--- Work item ---
Look through the listing and report every line that has "game" in it.

(Data provided)

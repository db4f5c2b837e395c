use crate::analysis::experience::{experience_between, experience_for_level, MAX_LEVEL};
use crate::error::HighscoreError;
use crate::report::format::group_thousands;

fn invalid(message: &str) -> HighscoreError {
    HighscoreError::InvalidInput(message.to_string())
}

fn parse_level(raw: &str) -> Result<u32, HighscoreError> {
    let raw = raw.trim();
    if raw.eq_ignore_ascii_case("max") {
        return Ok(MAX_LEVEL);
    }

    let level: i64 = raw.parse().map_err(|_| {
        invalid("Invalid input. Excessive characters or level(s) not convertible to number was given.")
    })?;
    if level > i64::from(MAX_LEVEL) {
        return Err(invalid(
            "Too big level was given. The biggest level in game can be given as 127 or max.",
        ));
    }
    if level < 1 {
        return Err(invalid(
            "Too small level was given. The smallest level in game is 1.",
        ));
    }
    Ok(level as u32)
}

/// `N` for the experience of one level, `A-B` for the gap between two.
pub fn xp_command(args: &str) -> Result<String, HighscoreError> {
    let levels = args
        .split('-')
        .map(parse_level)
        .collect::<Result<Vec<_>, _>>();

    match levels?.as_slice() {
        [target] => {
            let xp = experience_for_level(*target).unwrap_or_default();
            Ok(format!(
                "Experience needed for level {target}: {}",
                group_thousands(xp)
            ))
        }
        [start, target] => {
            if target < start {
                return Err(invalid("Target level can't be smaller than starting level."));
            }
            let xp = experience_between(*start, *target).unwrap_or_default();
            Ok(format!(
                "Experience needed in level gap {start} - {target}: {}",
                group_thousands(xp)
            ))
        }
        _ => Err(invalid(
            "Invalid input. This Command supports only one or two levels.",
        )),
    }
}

(End Data provided)

--- Solution below ---
            "Too big level was given. The biggest level in game can be given as 127 or max.",
            "Too small level was given. The smallest level in game is 1.",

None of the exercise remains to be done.